Develop Your Managers

Some successful companies invest in management development that incorporates corporate beliefs and norms that shape managers’ perceptions and actions. The training incorporates development of skills on clear and concise communications and decision processes. Managers understand the roles and responsibilities, not only of their respective business unit, but also of other departments.

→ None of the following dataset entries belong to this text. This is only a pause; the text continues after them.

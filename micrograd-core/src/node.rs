use crate::autograd::BackwardOp;
use std::fmt;

/// Stable identity of a node inside its [`Graph`](crate::Graph).
///
/// Two nodes with equal `data` are still distinct nodes; identity is the arena index.
#[derive(Debug, Clone, Copy, PartialEq, Eq, Hash, PartialOrd, Ord)]
pub struct NodeId(pub(crate) usize);

impl NodeId {
    /// Position of the node in the arena.
    pub fn index(self) -> usize {
        self.0
    }
}

impl fmt::Display for NodeId {
    fn fmt(&self, f: &mut fmt::Formatter<'_>) -> fmt::Result {
        write!(f, "#{}", self.0)
    }
}

/// One record of the computation graph.
///
/// `data` and `op` are fixed once the node is pushed. Only `grad` changes, during a
/// backward pass or a reset. The exception is `data` on leaves, which an optimizer
/// may overwrite between passes.
///
/// `generation` is the graph's rewind count when the node was pushed; a handle whose
/// generation differs from its slot's refers to a node that was dropped.
#[derive(Debug, Clone)]
pub(crate) struct Node {
    pub(crate) data: f64,
    pub(crate) grad: f64,
    pub(crate) op: BackwardOp,
    pub(crate) label: Option<String>,
    pub(crate) generation: u32,
}

impl Node {
    pub(crate) fn new(data: f64, op: BackwardOp) -> Self {
        Node {
            data,
            grad: 0.0,
            op,
            label: None,
            generation: 0,
        }
    }
}
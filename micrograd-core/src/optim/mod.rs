pub mod optimizer_trait;
pub mod sgd;

pub use optimizer_trait::Optimizer;
pub use sgd::Sgd;
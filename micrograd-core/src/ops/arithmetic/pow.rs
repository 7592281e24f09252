// micrograd-core/src/ops/arithmetic/pow.rs

use crate::autograd::BackwardOp;
use crate::error::MicrogradError;
use crate::ops::record;
use crate::value::{Exponent, Value};

/// Raises `base` to a literal exponent.
///
/// The exponent must be a plain number. Passing a [`Value`] fails with
/// `InvalidOperand`, since no gradient flows into the exponent.
pub fn pow_op<'g>(
    base: Value<'g>,
    exponent: impl Into<Exponent<'g>>,
) -> Result<Value<'g>, MicrogradError> {
    match exponent.into() {
        Exponent::Literal(p) => Ok(powf_op(base, p)),
        Exponent::Node(node) => Err(MicrogradError::InvalidOperand {
            operation: "pow".to_string(),
            reason: format!(
                "exponent must be an int or float literal, got node {}",
                node.id
            ),
        }),
    }
}

/// `base ** p` for a literal `p`.
///
/// Negative bases with fractional exponents follow `f64::powf` and yield NaN.
pub fn powf_op(base: Value<'_>, p: f64) -> Value<'_> {
    record(base.graph, base.data().powf(p), BackwardOp::Pow(base.id, p))
}

#[cfg(test)]
#[path = "pow_test.rs"]
mod tests;
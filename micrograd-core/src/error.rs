use thiserror::Error;

/// Custom error type for the micrograd engine and its neural-network layer.
#[derive(Error, Debug, PartialEq, Clone)] // PartialEq for easier testing
pub enum MicrogradError {
    #[error("Invalid operand for operation {operation}: {reason}")]
    InvalidOperand { operation: String, reason: String },

    #[error("Dimension mismatch: expected {expected}, got {actual} during operation {operation}")]
    DimensionMismatch {
        expected: usize,
        actual: usize,
        operation: String,
    },

    #[error("Operation {operation} received an empty input")]
    EmptyInput { operation: String },

    #[error("Invalid argument: {0}")]
    InvalidArgument(String),

    #[error("Gradient of parameter {index} is NaN or infinite")]
    NonFiniteGradient { index: usize },
}
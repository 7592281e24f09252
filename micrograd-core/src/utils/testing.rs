use crate::value::Value;

/// Checks that a value's forward data is within `tolerance` of `expected`.
/// Panics with both numbers otherwise.
pub fn check_value_near(actual: &Value<'_>, expected: f64, tolerance: f64) {
    check_f64_near(actual.data(), expected, tolerance, "data");
}

/// Checks that a value's gradient is within `tolerance` of `expected`.
pub fn check_grad_near(actual: &Value<'_>, expected: f64, tolerance: f64) {
    check_f64_near(actual.grad(), expected, tolerance, "grad");
}

fn check_f64_near(actual: f64, expected: f64, tolerance: f64, what: &str) {
    let diff = (actual - expected).abs();
    if !(diff <= tolerance) {
        panic!(
            "{} mismatch: actual={:?}, expected={:?}, diff={:?}, tolerance={:?}",
            what, actual, expected, diff, tolerance
        );
    }
}
// micrograd-core/src/nn/losses/mse.rs

use crate::error::MicrogradError;
use crate::value::Value;

/// Specifies the reduction to apply to the per-sample squared errors.
#[derive(Debug, Clone, Copy, PartialEq, Eq, Default)]
pub enum Reduction {
    #[default]
    Mean,
    Sum,
}

impl Reduction {
    pub fn from_str(s: &str) -> Result<Self, MicrogradError> {
        match s.to_lowercase().as_str() {
            "mean" => Ok(Reduction::Mean),
            "sum" => Ok(Reduction::Sum),
            _ => Err(MicrogradError::InvalidArgument(format!(
                "Unsupported reduction type: {}",
                s
            ))),
        }
    }
}

/// Mean squared error between predictions and targets.
#[derive(Debug, Clone, Default)]
pub struct MSELoss {
    reduction: Reduction,
}

impl MSELoss {
    pub fn new(reduction: Reduction) -> Self {
        MSELoss { reduction }
    }

    pub fn reduction(&self) -> Reduction {
        self.reduction
    }

    /// Builds the loss node `reduce((pred_i - target_i)^2)`.
    ///
    /// # Errors
    /// `DimensionMismatch` when the slices differ in length, `EmptyInput` when they
    /// are empty.
    pub fn calculate<'g>(
        &self,
        predictions: &[Value<'g>],
        targets: &[Value<'g>],
    ) -> Result<Value<'g>, MicrogradError> {
        if predictions.len() != targets.len() {
            return Err(MicrogradError::DimensionMismatch {
                expected: predictions.len(),
                actual: targets.len(),
                operation: "MSELoss".to_string(),
            });
        }
        let (first, rest) = match predictions.split_first() {
            Some(split) => split,
            None => {
                return Err(MicrogradError::EmptyInput {
                    operation: "MSELoss".to_string(),
                })
            }
        };
        let sq = |p: Value<'g>, t: Value<'g>| (p - t).powf(2.0);
        let total = rest
            .iter()
            .zip(&targets[1..])
            .fold(sq(*first, targets[0]), |acc, (&p, &t)| acc + sq(p, t));
        Ok(match self.reduction {
            Reduction::Mean => total / predictions.len() as f64,
            Reduction::Sum => total,
        })
    }
}

/// Shorthand for `MSELoss::new(Reduction::Mean).calculate(..)`.
pub fn mse_loss<'g>(
    predictions: &[Value<'g>],
    targets: &[Value<'g>],
) -> Result<Value<'g>, MicrogradError> {
    MSELoss::new(Reduction::Mean).calculate(predictions, targets)
}

#[cfg(test)]
#[path = "mse_test.rs"]
mod tests;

While world leaders recognize the need for talent development, their focus on the bottom line results often trumps the task of developing their top managers.

These managers can:

  • Keep the project focused by working collaboratively with their peers and customers

  • Create consistent processes to achieve the highest priorities that concentrate on the project success vs. having to constantly deal with conflict

  • Manage their teams by setting clear expectations of goals and definition of success, supporting them throughout the project, and holding all accountable for the productive outcome

Because these managers understand the broad vision, goals, and responsibilities, they will create improved future processes and approaches based on the learning from the last project.

 

Run Impactful Meetings

The last few points and suggestions that can contribute to successful communication between departments during a complex project execution are:

  • Only plan to have productive meetings that deliver targeted outcomes

  • Have clear objectives and agenda distributed ahead of the meeting

  • Well-governed meetings foster group togetherness and clear communication

  • People hate meetings where only one person likes to vent their frustrations or demonstrate their self-imposed intelligence. An organizer should assign roles and stick to the time and topics allocated on the agenda.

  • Each team player needs to be clear on their responsibilities and goals

  • Make sure that people understand and know how to use the tools during the project

Generally, people don’t want to fail. Why not help others succeed? Providing clarity in every day communications can help leaders and teams to grow the organization more rapidly. Well-defined internal communication strategy can create learning culture, bring innovative solutions from collaborative group dynamics and provide competitive advantage.